Likewise, their Twitch channel streams things all the time and they continue to put on entertaining shows alongside indie partners across North America. They are currently in the process of putting together a very interesting card for Manchester in September and there seems to be positive buzz about the company across a lot of our wrestling bubble.

Audiences for their tapings have been solid and raucous, something you’ve not been able to say for a long time.

That said, those numbers cannot be entirely ignored or dismissed. They are a reflection, in some ways at least, of the fact the TV product just hasn’t been as good recently as it was a few months ago. Yes, there’s still interesting stuff like the Sami Callihan feud with Fenix and Pentagon and everything with LAX and the OGz, but there’s also stuff that doesn’t hit the mark at all, like whatever’s going on with Eli Drake and Joe Hendry. Whilst there were lots of hot feuds heading into Slammiversary, nothing at the moment feels must-see or worthy of you tuning in every week.

The worry for me, therefore, is that there might be some panic booking. Shock turns or title changes to try and get people tuned in and invested, copy the manoeuvres made by the WWE in the past. They don’t need to, they’ve engendered enough good will with all the good moves they’ve made in 2018 and made the point that they want to be different from WWE, but there’s a chance they could.

Talking of WWE, it would be useful to get some perspective. Their TV viewership has been down at record lows almost every week, yet they still seem to be rolling on. They have partnerships and broadcast deals across the world, much like Impact (I know they are on totally different scales), and as their deals with Fox have shown, the quality of the TV doesn’t really matter at all. Which is good, because it’s been hot garbage for an awfully long time now.

TV wrestling is in an industry-wide lull right now as far as I can see. It’s a difficult landscape, and it’s a changing one too. There’s really no need to panic as fans that Impact’s numbers are slowly going down. Before the last two weeks, the variation in figures was actually pretty consistent, within the limits of what you expect. Impact needs a new TV deal, it’s as simple as that, but we’ve known that for ages.

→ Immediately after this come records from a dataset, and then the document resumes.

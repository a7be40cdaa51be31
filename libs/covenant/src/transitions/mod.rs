//! Per-operation transition rules
//!
//! Each function takes the state inputs it needs from an [`InputSet`], checks
//! its preconditions and returns the covenant side of the transaction. None of
//! them touch funding, fee or change.
//!
//! [`InputSet`]: crate::tokens::InputSet

pub mod governance;
pub mod options;
pub mod pool;
pub mod staking;
pub mod tranching;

Next week will be the first episode of the tapings done last weekend in Canada, notably done after the 168,000 figure came out. It will be then, and over the next four weeks, that we are able to see if they do respond with extra title matches and nonsense booking, or whether they keep rolling with what they’ve been doing and continue the build towards Bound for Glory.

The Week in Review

  • Fenix vs Sami Callihan was easily one of the best matches on Impact TV this year. Fenix is always special but Callihan is easily doing the best work of his career. Next week Callihan continues his descent into madness against Pentagon Jr in the first ever Mexican Death Match on American television.
  • Fenix, meanwhile, faces Brian Cage in two weeks at ‘Impact: ReDefined’. I am hype.
  • This week we saw the debut of Scarlett Bordeaux’s ‘Smokeshow’. Yeah, I don’t know what it was either. Well I do – it wasn’t good. At all.
  • Tessa Blanchard getting involved in Su Yung’s match with Allie logically leads us to a triple threat for the title, a result Impact’s twitter have already revealed to people…
  • The closing segment between LAX and the OGz was fascinating, as their feud continues to push boundaries. LAX might have won another battle, but I’m sure this war isn’t over yet.